Личный эпилог

We use cookies. Read the Privacy and Cookie Policy

Личный эпилог

У каждого из нас есть любимые воспоминания.

Так и быть, поделюсь моими воспоминаниями о Грейс. Суббота, вторая половина дня перед последним Рождеством в ее жизни. Все утро она пекла сливочное печенье в форме звезд, рождественских елочек, санта-клаусов с мешками, полными подарков. Как только печенье было готово, она вышла из дворца и прошла примерно 450 метров по узкой извилистой улочке к дому Каролины. Путь ее лежал между рядами желтых трехэтажных кирпичных домов с зелеными ставнями на окнах. Здесь иногда сушат свежевыстиранное белье.
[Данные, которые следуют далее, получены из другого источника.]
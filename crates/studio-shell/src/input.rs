//! winit event translation.
//!
//! Turns window events into shell inputs: canvas-local pointer events and the
//! keyboard shortcuts that stand in for the studio's buttons and inputs.

use winit::dpi::PhysicalPosition;
use winit::event::{ElementState, MouseButton, WindowEvent};
use winit::keyboard::{KeyCode, PhysicalKey};

use studio_engine::coords::Vec2;

use crate::canvas::{to_canvas_local, CANVAS_ORIGIN, CANVAS_STEP};

/// User-level actions bound to keys.
#[derive(Debug, Copy, Clone, Eq, PartialEq)]
pub enum ShellCommand {
    AddRectangle,
    AddColoredRectangle,
    ClearShapes,
    ToggleDrawMode,
    /// Grow (positive) or shrink (negative) the canvas by this many pixels.
    ResizeCanvas { dw: i32, dh: i32 },
}

#[derive(Debug, Copy, Clone, PartialEq)]
pub enum ShellInput {
    PointerDown(Vec2),
    PointerMove(Vec2),
    PointerUp(Vec2),
    Command(ShellCommand),
}

/// Keeps the last pointer position; winit button events carry none.
#[derive(Debug, Default)]
pub struct PointerTracker {
    pos: Option<Vec2>,
}

impl PointerTracker {
    pub fn position(&self) -> Option<Vec2> {
        self.pos
    }

    /// Records a cursor move and returns the canvas-local position.
    pub fn moved(&mut self, client: PhysicalPosition<f64>) -> Vec2 {
        let local = to_canvas_local(Vec2::new(client.x as f32, client.y as f32), CANVAS_ORIGIN);
        self.pos = Some(local);
        local
    }

    pub fn left(&mut self) {
        self.pos = None;
    }

    /// Primary button transition at the last known position.
    pub fn button(&self, state: ElementState) -> ShellInput {
        let pos = self.pos.unwrap_or_default();
        match state {
            ElementState::Pressed => ShellInput::PointerDown(pos),
            ElementState::Released => ShellInput::PointerUp(pos),
        }
    }
}

/// Translates a window event. Returns `None` for events the shell ignores.
pub fn translate_window_event(
    pointer: &mut PointerTracker,
    event: &WindowEvent,
) -> Option<ShellInput> {
    match event {
        WindowEvent::CursorMoved { position, .. } => {
            Some(ShellInput::PointerMove(pointer.moved(*position)))
        }

        WindowEvent::CursorLeft { .. } => {
            pointer.left();
            None
        }

        WindowEvent::MouseInput { state, button: MouseButton::Left, .. } => {
            Some(pointer.button(*state))
        }

        WindowEvent::KeyboardInput { event, .. }
            if event.state == ElementState::Pressed && !event.repeat =>
        {
            match event.physical_key {
                PhysicalKey::Code(code) => command_for_key(code).map(ShellInput::Command),
                PhysicalKey::Unidentified(_) => None,
            }
        }

        _ => None,
    }
}

/// Key bindings.
pub fn command_for_key(code: KeyCode) -> Option<ShellCommand> {
    let cmd = match code {
        KeyCode::KeyR => ShellCommand::AddRectangle,
        KeyCode::KeyC => ShellCommand::AddColoredRectangle,
        KeyCode::Delete | KeyCode::Backspace => ShellCommand::ClearShapes,
        KeyCode::KeyD => ShellCommand::ToggleDrawMode,

        KeyCode::ArrowRight => ShellCommand::ResizeCanvas { dw: CANVAS_STEP, dh: 0 },
        KeyCode::ArrowLeft => ShellCommand::ResizeCanvas { dw: -CANVAS_STEP, dh: 0 },
        KeyCode::ArrowDown => ShellCommand::ResizeCanvas { dw: 0, dh: CANVAS_STEP },
        KeyCode::ArrowUp => ShellCommand::ResizeCanvas { dw: 0, dh: -CANVAS_STEP },

        _ => return None,
    };
    Some(cmd)
}
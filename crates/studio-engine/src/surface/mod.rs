//! Rendering surfaces.
//!
//! A [`CanvasTarget`] is something the binding can be pointed at (a window, an
//! HTML canvas). Binding it produces a [`RenderSurface`]: the GPU context the
//! binding clears and sizes before the engine draws into the same canvas.
//!
//! Implementations:
//! - `crate::device::WindowCanvas` (native): wgpu swapchain on a winit window
//! - `HtmlCanvasElement` (wasm32): WebGL 1 context
//! - [`StubCanvas`]: records operations for tests

mod recording;

#[cfg(target_family = "wasm")]
mod webgl;

pub use recording::{RecordingSurface, StubCanvas, SurfaceLog, SurfaceOp};

#[cfg(target_family = "wasm")]
pub use webgl::WebGlSurface;

use crate::coords::{CanvasSize, ColorRgba};

/// Clear color applied when a surface is bound.
pub const CANVAS_CLEAR: ColorRgba = ColorRgba::new(0.95, 0.95, 0.95, 1.0);

/// GPU context owned by the binding.
pub trait RenderSurface {
    /// One-time setup right after binding: clear color and fixed pipeline state.
    fn configure(&mut self, clear: ColorRgba);

    /// Resizes the backing store and viewport to `size`.
    fn resize(&mut self, size: CanvasSize);

    /// Clears color (and depth, where present) ahead of an engine frame.
    fn clear(&mut self);
}

/// Something a rendering surface can be created on.
pub trait CanvasTarget {
    type Surface: RenderSurface + 'static;

    /// Acquires a GPU context. Fails when the target has no capable context.
    fn into_surface(self) -> anyhow::Result<Self::Surface>;
}
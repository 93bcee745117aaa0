//! Native GPU surface.
//!
//! Owns the wgpu Device/Queue/Surface for a winit window and exposes it to the
//! binding as a [`RenderSurface`](crate::surface::RenderSurface). The engine
//! does its own drawing; this layer only sizes the swapchain and clears it.

mod canvas;
mod gpu;

pub use canvas::WindowCanvas;
pub use gpu::{GpuInit, GpuSurface, SurfaceErrorAction};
В темных брюках, кремовом кашемировом свитере, с простой ниткой жемчуга на шее, в туфлях на низком каблуке, закутав голову шарфом и надев большие солнечные очки, она осталась неузнанной. Лишь дворцовая стража в зимней форме, увидев ее, отсалютовала. Она кивнула им и с улыбкой сказала: «Bonjour!»

Вскоре она вошла в просторную, тихую виллу. Не увидев никого в холле, заглянула в кухню.

— Что на завтрак?

— Как насчет студня с кукурузной мукой и яичницы? — предложил я.

Грейс подозрительно посмотрела на меня:

— Откуда у вас в Монако филадельфийский студень?

— Да, увы, — вздохнул я, пожимая плечами. — В таком случае подойдет вам омлет?

— Великолепно, — ответила она, положив пакет с печеньем на стол рядом с раковиной и протянув руку за фартуком. — Сейчас займусь.

Годы были к ней милосердны. Она слегка пополнела, но глаза сияли все тем же блеском, что и раньше, а голос оставался таким же, что звучал в «Могамбо», «Ровно в полдень» и в «Окне во двор».

Лицо чуть округлилось, его абрис стал мягче, чем когда-то в Голливуде. Ледяная богиня слегка подтаяла, а юная красавица кинозвезда оставалась прекрасной дамой, которой за пятьдесят.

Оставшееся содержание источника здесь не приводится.